*** SOURCE MATERIAL ***

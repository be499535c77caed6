#![allow(dead_code)]

use serde_json::json;
use tempfile::TempDir;
use tidyhome_api::AppContext;
use tidyhome_domain::{Config, DatabaseConfig, GatewayConfig, Job, PayoutsConfig};
use wiremock::matchers::{method, path, path_regex};
use wiremock::{Mock, MockServer, ResponseTemplate};

/// Application context over a temporary database and a mocked gateway.
pub struct TestApp {
    pub ctx: AppContext,
    pub server: MockServer,
    /// Keep temporary directory alive for the lifetime of the app.
    pub temp_dir: TempDir,
}

/// Config pointing at `db_dir` and the mock gateway.
pub fn test_config(db_dir: &TempDir, gateway_url: &str) -> Config {
    Config {
        database: DatabaseConfig {
            path: db_dir.path().join("tidyhome.db").to_string_lossy().to_string(),
            pool_size: 4,
        },
        gateway: GatewayConfig {
            base_url: gateway_url.to_string(),
            api_key: "sk_test_api".to_string(),
            timeout_secs: 5,
            max_attempts: 1,
        },
        payouts: PayoutsConfig { currency: "usd".to_string(), max_concurrency: 2 },
    }
}

/// Start a gateway that accepts every charge lookup and transfer.
pub async fn setup_test_app() -> TestApp {
    let server = MockServer::start().await;
    Mock::given(method("GET"))
        .and(path_regex(r"^/v1/charges/.+$"))
        .respond_with(ResponseTemplate::new(200).set_body_json(json!({ "id": "ch_1" })))
        .mount(&server)
        .await;
    Mock::given(method("POST"))
        .and(path("/v1/transfers"))
        .respond_with(ResponseTemplate::new(200).set_body_json(json!({ "id": "tr_1" })))
        .mount(&server)
        .await;

    let temp_dir = TempDir::new().expect("failed to create temporary database directory");
    let ctx = AppContext::new(test_config(&temp_dir, &server.uri()))
        .expect("failed to initialise application context");

    TestApp { ctx, server, temp_dir }
}

pub fn job(id: &str, site_id: &str, business_id: Option<&str>, amount_charged_cents: i64) -> Job {
    Job {
        id: id.to_string(),
        site_id: site_id.to_string(),
        business_id: business_id.map(str::to_string),
        amount_charged_cents,
        currency: "usd".to_string(),
        charge_ref: Some(format!("pi_{id}")),
    }
}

*** End of SOURCE MATERIAL ***

WHAT IS BEING ASKED:
Each record must be returned in full and exactly.

RESULT:
repository be499535c77caed6
#![allow(dead_code)]

use serde_json::json;
use tempfile::TempDir;
use tidyhome_api::AppContext;
use tidyhome_domain::{Config, DatabaseConfig, GatewayConfig, Job, PayoutsConfig};
use wiremock::matchers::{method, path, path_regex};
use wiremock::{Mock, MockServer, ResponseTemplate};

/// Application context over a temporary database and a mocked gateway.
pub struct TestApp {
    pub ctx: AppContext,
    pub server: MockServer,
    /// Keep temporary directory alive for the lifetime of the app.
    pub temp_dir: TempDir,
}

/// Config pointing at `db_dir` and the mock gateway.
pub fn test_config(db_dir: &TempDir, gateway_url: &str) -> Config {
    Config {
        database: DatabaseConfig {
            path: db_dir.path().join("tidyhome.db").to_string_lossy().to_string(),
            pool_size: 4,
        },
        gateway: GatewayConfig {
            base_url: gateway_url.to_string(),
            api_key: "sk_test_api".to_string(),
            timeout_secs: 5,
            max_attempts: 1,
        },
        payouts: PayoutsConfig { currency: "usd".to_string(), max_concurrency: 2 },
    }
}

/// Start a gateway that accepts every charge lookup and transfer.
pub async fn setup_test_app() -> TestApp {
    let server = MockServer::start().await;
    Mock::given(method("GET"))
        .and(path_regex(r"^/v1/charges/.+$"))
        .respond_with(ResponseTemplate::new(200).set_body_json(json!({ "id": "ch_1" })))
        .mount(&server)
        .await;
    Mock::given(method("POST"))
        .and(path("/v1/transfers"))
        .respond_with(ResponseTemplate::new(200).set_body_json(json!({ "id": "tr_1" })))
        .mount(&server)
        .await;

    let temp_dir = TempDir::new().expect("failed to create temporary database directory");
    let ctx = AppContext::new(test_config(&temp_dir, &server.uri()))
        .expect("failed to initialise application context");

    TestApp { ctx, server, temp_dir }
}

pub fn job(id: &str, site_id: &str, business_id: Option<&str>, amount_charged_cents: i64) -> Job {
    Job {
        id: id.to_string(),
        site_id: site_id.to_string(),
        business_id: business_id.map(str::to_string),
        amount_charged_cents,
        currency: "usd".to_string(),
        charge_ref: Some(format!("pi_{id}")),
    }
}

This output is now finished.